__EXERCISE DETAILS__
Pull every line of the entries that has the word "with".

Segment Start: TASK MATERIAL

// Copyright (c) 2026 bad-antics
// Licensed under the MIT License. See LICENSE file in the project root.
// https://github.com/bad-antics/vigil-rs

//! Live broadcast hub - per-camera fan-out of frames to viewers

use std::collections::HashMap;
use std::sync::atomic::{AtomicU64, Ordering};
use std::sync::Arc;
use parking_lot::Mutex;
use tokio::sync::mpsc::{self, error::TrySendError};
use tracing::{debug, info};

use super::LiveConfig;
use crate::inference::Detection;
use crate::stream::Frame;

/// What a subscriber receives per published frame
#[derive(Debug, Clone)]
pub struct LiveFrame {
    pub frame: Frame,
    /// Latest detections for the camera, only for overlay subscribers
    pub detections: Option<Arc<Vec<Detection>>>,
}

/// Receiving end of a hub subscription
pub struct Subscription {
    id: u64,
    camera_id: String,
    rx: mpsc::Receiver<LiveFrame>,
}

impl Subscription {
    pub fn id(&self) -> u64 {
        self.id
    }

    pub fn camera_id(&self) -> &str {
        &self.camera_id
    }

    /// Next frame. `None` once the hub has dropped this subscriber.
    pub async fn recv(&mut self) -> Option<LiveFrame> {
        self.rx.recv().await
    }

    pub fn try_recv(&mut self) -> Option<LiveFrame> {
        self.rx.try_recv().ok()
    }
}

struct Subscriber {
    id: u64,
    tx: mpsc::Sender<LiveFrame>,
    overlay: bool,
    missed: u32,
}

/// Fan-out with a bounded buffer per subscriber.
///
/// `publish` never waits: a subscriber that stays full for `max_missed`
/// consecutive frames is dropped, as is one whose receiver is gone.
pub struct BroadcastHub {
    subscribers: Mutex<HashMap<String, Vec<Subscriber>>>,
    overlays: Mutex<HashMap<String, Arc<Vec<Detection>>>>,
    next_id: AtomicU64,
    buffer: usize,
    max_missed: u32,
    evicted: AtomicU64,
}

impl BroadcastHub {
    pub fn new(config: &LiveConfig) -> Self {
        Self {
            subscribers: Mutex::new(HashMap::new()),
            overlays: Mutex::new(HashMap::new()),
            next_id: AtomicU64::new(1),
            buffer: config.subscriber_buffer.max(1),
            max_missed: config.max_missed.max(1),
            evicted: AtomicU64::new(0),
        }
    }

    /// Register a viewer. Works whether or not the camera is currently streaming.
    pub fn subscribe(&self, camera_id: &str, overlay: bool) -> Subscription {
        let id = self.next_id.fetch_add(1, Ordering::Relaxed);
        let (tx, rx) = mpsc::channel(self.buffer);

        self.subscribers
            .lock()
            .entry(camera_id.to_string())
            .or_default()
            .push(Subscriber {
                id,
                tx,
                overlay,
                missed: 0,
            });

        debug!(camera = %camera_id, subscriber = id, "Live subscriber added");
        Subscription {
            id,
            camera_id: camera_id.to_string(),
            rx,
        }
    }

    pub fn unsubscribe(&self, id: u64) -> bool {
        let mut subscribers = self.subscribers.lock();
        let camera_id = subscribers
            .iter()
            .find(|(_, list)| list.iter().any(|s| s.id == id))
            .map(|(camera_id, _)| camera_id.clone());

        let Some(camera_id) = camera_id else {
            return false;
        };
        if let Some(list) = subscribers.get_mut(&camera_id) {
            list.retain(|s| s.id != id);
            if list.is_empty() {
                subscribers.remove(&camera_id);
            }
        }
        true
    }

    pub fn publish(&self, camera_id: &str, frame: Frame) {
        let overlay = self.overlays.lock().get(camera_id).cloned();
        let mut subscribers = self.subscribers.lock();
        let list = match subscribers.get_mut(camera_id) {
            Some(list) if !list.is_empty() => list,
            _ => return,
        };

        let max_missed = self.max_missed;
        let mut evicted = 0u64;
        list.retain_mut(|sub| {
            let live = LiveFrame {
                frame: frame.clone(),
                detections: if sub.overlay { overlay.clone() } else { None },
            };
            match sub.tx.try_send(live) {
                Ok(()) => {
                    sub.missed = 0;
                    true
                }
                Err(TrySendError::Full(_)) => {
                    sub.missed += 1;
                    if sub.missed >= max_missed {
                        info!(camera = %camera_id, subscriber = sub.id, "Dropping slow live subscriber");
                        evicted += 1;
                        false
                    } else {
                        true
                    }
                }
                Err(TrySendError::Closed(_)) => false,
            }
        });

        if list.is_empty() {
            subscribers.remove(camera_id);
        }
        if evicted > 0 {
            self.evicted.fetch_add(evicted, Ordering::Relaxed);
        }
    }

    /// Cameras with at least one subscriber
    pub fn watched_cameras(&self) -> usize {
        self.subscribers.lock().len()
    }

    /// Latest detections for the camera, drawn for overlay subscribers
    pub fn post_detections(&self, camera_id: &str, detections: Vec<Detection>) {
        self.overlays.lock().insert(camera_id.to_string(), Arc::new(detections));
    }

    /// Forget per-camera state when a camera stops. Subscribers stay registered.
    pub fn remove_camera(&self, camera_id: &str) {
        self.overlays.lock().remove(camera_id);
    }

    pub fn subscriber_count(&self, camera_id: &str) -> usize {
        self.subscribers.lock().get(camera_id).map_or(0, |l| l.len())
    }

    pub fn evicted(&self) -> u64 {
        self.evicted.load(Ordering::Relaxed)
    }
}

Segment End: TASK MATERIAL
Segment Start: TASK MATERIAL

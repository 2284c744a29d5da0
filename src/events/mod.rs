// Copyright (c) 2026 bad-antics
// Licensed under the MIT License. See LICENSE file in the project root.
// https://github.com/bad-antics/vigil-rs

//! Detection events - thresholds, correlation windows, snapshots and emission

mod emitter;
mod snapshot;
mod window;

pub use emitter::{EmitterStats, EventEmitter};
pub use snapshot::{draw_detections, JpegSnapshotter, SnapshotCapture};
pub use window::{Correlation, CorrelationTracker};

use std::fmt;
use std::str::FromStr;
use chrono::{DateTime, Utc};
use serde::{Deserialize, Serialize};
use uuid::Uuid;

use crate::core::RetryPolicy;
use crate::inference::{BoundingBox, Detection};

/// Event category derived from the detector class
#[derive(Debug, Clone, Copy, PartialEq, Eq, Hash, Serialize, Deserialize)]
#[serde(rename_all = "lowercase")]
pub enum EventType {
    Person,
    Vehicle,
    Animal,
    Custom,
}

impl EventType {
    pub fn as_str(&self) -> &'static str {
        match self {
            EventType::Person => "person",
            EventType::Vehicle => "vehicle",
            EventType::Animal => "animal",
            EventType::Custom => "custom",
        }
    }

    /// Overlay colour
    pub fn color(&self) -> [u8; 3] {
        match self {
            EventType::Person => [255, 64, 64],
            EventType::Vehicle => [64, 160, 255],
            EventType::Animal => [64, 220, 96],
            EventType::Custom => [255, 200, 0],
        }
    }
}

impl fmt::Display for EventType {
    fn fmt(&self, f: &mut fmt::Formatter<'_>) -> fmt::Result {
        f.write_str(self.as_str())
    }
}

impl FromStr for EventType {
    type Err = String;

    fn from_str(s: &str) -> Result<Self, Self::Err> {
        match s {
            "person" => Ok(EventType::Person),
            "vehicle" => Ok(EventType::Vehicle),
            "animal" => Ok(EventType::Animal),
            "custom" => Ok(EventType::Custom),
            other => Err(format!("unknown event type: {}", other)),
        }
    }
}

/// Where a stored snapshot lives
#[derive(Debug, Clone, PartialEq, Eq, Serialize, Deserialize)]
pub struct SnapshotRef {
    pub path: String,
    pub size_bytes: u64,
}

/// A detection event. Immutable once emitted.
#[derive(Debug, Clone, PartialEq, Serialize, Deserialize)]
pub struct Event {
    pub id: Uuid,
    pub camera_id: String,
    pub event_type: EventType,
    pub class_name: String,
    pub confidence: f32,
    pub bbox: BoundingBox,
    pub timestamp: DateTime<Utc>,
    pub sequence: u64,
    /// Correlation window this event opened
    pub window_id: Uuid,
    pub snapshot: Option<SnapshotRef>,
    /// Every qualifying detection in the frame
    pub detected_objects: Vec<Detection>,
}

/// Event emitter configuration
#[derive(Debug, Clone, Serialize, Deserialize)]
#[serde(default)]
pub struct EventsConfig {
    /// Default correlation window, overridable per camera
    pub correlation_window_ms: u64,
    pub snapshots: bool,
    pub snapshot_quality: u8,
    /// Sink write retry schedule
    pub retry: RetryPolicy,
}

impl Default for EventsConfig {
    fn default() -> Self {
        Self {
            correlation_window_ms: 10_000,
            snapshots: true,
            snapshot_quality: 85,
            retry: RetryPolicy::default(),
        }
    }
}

Segment End: TASK MATERIAL

__EXERCISE SOLUTION__
/// Fan-out with a bounded buffer per subscriber.
    /// Cameras with at least one subscriber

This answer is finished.